> [Activity]
Look below for the line that contains "today's local date", then copy it and each following line exactly, through and including the line that contains "for criteria in".

─── Exercise data ───

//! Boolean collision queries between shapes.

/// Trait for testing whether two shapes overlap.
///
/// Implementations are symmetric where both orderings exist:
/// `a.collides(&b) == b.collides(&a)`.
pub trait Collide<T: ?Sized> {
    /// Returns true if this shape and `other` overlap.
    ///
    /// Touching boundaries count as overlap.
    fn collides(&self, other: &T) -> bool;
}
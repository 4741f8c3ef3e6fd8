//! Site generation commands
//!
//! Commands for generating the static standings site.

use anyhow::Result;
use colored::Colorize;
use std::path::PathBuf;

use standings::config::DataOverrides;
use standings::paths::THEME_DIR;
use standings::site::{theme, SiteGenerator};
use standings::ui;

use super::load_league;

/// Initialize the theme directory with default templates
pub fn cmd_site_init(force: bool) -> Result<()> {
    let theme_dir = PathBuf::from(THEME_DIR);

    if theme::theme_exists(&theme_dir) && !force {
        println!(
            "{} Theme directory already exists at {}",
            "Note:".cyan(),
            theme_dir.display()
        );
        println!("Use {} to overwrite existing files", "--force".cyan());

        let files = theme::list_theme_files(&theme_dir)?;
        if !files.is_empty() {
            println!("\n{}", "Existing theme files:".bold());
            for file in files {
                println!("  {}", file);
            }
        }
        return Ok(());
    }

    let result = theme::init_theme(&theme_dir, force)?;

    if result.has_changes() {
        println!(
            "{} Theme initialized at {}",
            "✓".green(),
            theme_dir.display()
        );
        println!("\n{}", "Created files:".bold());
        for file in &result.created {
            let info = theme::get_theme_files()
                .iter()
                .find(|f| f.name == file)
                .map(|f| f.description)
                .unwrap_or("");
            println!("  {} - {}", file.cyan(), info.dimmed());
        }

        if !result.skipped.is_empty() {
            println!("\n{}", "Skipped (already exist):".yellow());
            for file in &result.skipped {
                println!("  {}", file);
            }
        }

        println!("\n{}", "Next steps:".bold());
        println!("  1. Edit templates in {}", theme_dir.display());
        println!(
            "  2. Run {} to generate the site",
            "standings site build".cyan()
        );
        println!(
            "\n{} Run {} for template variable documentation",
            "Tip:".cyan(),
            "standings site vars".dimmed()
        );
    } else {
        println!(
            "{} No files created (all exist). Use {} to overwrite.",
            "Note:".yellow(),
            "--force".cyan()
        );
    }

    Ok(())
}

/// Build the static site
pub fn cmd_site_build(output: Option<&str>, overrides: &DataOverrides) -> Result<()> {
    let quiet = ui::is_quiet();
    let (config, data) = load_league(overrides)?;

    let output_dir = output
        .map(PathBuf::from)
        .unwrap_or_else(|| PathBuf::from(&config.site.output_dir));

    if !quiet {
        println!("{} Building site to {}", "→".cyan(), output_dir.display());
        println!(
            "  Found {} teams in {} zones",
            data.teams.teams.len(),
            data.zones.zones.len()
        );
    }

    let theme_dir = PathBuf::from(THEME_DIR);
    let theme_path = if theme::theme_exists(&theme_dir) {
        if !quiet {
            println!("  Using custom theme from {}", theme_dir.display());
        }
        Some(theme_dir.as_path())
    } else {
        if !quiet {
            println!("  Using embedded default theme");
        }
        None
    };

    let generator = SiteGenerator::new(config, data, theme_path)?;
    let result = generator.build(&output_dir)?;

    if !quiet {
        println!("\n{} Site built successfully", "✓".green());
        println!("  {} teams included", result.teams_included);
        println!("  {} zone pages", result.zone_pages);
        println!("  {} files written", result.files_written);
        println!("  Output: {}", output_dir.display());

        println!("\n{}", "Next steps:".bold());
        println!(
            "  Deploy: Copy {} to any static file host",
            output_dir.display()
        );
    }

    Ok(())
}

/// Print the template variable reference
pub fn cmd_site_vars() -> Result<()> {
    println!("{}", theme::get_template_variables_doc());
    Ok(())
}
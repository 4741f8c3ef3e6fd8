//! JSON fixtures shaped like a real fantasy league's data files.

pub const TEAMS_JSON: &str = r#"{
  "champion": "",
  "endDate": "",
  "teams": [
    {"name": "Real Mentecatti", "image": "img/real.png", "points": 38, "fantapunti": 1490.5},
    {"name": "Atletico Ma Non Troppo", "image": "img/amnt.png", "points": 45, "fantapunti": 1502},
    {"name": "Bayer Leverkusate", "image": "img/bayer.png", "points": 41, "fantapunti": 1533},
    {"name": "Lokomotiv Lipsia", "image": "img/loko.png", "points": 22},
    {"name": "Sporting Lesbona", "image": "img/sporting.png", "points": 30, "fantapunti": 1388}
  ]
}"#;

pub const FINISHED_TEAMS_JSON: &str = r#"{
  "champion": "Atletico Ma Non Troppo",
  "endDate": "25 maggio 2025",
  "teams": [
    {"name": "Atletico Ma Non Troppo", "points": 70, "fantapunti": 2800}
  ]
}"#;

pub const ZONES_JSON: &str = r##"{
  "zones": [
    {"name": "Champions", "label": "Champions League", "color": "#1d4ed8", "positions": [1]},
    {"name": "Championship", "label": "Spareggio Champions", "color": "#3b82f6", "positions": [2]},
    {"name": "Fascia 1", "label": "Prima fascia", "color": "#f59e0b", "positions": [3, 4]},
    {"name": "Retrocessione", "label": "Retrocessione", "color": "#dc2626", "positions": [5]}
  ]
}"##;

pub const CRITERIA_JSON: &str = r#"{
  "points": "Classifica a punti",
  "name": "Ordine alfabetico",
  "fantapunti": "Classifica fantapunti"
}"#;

───
─── Exercise data ───

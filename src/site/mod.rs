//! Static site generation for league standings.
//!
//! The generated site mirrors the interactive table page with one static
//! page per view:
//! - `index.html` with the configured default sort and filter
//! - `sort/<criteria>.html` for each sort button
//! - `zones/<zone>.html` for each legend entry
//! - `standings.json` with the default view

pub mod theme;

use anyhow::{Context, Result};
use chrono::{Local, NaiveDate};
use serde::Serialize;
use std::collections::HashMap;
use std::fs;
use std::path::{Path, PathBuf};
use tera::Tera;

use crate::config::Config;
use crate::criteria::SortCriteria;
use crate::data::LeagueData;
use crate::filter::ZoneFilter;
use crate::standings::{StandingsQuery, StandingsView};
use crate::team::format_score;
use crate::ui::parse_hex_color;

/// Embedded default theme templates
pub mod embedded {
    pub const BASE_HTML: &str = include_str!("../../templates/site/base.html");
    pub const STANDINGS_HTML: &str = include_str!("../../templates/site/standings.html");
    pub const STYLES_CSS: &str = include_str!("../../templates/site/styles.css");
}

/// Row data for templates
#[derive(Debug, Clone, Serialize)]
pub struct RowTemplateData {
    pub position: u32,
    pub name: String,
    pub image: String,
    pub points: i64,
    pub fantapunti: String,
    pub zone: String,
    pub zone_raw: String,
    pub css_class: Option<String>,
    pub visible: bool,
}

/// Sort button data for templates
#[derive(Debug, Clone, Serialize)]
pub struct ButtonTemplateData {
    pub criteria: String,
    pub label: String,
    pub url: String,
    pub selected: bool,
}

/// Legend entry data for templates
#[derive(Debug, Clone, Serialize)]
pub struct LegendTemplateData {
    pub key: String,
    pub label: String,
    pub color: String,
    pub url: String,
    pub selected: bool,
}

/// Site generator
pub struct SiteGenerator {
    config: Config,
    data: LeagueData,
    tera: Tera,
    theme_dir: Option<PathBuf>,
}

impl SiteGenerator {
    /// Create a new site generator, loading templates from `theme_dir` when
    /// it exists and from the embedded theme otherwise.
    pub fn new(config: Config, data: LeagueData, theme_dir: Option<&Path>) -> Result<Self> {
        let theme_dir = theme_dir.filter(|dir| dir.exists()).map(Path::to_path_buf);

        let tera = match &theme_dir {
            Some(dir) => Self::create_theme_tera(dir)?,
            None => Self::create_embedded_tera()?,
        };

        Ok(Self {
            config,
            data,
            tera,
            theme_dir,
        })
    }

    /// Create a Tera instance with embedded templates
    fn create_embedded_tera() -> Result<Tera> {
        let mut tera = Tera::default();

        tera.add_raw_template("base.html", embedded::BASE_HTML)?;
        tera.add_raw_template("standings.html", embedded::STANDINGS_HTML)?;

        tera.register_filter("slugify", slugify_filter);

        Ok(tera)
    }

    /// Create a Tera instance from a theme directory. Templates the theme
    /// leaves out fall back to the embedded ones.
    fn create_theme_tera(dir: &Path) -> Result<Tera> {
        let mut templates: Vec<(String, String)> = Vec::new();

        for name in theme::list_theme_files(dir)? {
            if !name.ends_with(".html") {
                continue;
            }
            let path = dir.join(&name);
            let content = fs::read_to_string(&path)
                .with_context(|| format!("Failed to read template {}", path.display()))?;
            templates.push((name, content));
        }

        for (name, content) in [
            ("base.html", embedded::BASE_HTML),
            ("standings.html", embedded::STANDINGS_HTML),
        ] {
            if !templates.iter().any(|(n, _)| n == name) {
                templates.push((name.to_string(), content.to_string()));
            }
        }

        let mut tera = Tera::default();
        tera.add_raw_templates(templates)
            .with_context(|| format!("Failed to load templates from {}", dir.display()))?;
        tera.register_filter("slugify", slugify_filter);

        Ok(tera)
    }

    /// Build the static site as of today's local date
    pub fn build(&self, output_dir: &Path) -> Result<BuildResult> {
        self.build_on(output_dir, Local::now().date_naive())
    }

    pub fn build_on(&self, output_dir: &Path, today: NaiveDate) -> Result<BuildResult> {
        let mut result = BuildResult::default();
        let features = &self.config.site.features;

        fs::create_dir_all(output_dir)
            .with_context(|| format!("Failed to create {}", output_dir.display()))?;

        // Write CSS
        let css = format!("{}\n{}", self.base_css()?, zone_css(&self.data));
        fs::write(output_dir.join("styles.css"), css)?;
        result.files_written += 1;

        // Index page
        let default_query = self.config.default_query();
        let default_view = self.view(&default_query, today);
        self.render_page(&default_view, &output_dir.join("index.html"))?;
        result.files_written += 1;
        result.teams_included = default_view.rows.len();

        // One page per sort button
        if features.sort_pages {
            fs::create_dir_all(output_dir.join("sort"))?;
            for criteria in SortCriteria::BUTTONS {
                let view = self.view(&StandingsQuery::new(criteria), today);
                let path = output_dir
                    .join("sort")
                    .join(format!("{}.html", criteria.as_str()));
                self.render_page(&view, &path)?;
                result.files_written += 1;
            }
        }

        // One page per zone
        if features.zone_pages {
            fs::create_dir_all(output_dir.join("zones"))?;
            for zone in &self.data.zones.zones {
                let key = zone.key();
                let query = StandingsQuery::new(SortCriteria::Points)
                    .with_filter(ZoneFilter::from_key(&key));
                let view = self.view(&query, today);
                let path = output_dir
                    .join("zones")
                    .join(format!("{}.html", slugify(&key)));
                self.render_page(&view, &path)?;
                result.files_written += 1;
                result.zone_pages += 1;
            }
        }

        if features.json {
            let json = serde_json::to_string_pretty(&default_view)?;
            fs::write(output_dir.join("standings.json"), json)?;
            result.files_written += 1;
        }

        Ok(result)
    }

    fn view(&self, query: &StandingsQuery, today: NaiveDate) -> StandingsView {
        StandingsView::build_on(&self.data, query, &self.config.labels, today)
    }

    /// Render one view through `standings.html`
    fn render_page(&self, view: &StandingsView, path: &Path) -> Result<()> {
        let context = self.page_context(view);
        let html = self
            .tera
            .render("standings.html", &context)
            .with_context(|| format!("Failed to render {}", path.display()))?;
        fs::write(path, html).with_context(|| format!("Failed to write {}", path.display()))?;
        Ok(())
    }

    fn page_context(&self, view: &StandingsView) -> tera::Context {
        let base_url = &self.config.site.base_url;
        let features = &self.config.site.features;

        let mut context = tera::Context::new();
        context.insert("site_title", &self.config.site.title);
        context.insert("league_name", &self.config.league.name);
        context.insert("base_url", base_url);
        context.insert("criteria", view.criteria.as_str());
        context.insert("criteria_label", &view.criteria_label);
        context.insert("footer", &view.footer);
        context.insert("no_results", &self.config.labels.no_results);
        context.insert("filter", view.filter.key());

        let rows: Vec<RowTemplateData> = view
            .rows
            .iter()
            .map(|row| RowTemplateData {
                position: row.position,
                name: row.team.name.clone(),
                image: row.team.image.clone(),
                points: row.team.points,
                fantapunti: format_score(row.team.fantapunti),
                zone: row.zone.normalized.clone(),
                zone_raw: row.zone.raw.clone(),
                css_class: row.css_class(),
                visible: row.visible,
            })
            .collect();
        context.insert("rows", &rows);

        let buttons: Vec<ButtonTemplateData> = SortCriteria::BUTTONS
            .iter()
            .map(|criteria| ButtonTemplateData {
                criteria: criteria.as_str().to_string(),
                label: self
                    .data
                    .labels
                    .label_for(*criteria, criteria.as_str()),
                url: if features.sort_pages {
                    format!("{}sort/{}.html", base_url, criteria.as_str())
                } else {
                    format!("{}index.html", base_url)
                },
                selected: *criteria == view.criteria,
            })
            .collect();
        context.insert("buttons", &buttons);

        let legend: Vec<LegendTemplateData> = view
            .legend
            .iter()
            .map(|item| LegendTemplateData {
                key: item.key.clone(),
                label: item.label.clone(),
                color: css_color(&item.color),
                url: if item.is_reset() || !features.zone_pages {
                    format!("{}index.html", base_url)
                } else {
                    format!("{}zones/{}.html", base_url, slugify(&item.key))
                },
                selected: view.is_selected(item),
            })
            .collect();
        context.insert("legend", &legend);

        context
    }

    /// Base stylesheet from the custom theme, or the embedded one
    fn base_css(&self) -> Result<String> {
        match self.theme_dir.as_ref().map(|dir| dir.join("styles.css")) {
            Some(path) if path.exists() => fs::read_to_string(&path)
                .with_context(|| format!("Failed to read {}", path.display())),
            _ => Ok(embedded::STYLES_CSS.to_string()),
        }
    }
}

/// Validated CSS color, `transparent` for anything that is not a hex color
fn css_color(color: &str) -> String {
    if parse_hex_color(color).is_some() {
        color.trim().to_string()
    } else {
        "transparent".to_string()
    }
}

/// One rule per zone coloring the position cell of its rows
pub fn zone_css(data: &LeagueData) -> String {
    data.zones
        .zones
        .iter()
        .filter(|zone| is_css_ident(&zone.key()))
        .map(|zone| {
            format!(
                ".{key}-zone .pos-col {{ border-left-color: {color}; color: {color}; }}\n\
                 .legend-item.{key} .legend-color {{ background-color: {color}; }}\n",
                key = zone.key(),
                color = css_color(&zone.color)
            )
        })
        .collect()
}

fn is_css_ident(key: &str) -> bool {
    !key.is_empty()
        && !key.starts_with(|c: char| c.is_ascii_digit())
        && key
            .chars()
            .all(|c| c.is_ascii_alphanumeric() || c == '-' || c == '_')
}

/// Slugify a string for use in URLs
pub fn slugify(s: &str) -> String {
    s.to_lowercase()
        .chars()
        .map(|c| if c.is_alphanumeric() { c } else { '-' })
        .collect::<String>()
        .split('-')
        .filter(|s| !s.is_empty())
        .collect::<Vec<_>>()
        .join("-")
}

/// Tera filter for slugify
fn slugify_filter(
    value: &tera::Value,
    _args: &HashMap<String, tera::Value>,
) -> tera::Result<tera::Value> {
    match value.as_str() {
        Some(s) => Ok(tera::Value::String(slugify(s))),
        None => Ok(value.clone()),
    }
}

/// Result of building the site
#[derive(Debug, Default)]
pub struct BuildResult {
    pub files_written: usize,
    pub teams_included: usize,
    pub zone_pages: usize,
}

───
─── Exercise data ───

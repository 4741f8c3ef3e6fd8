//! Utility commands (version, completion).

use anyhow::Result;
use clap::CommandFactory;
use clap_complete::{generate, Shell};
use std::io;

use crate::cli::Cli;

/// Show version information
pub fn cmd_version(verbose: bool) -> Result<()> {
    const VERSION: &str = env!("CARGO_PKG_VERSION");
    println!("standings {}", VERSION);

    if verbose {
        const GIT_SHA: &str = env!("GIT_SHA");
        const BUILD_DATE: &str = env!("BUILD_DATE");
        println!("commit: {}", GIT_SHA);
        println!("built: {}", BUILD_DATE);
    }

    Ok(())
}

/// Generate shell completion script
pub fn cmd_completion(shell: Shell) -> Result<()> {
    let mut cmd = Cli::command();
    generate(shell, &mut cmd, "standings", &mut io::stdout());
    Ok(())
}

───

> [Response area]
    /// Build the static site as of today's local date
    pub fn build(&self, output_dir: &Path) -> Result<BuildResult> {
        self.build_on(output_dir, Local::now().date_naive())
    }

    pub fn build_on(&self, output_dir: &Path, today: NaiveDate) -> Result<BuildResult> {
        let mut result = BuildResult::default();
        let features = &self.config.site.features;

        fs::create_dir_all(output_dir)
            .with_context(|| format!("Failed to create {}", output_dir.display()))?;

        // Write CSS
        let css = format!("{}\n{}", self.base_css()?, zone_css(&self.data));
        fs::write(output_dir.join("styles.css"), css)?;
        result.files_written += 1;

        // Index page
        let default_query = self.config.default_query();
        let default_view = self.view(&default_query, today);
        self.render_page(&default_view, &output_dir.join("index.html"))?;
        result.files_written += 1;
        result.teams_included = default_view.rows.len();

        // One page per sort button
        if features.sort_pages {
            fs::create_dir_all(output_dir.join("sort"))?;
            for criteria in SortCriteria::BUTTONS {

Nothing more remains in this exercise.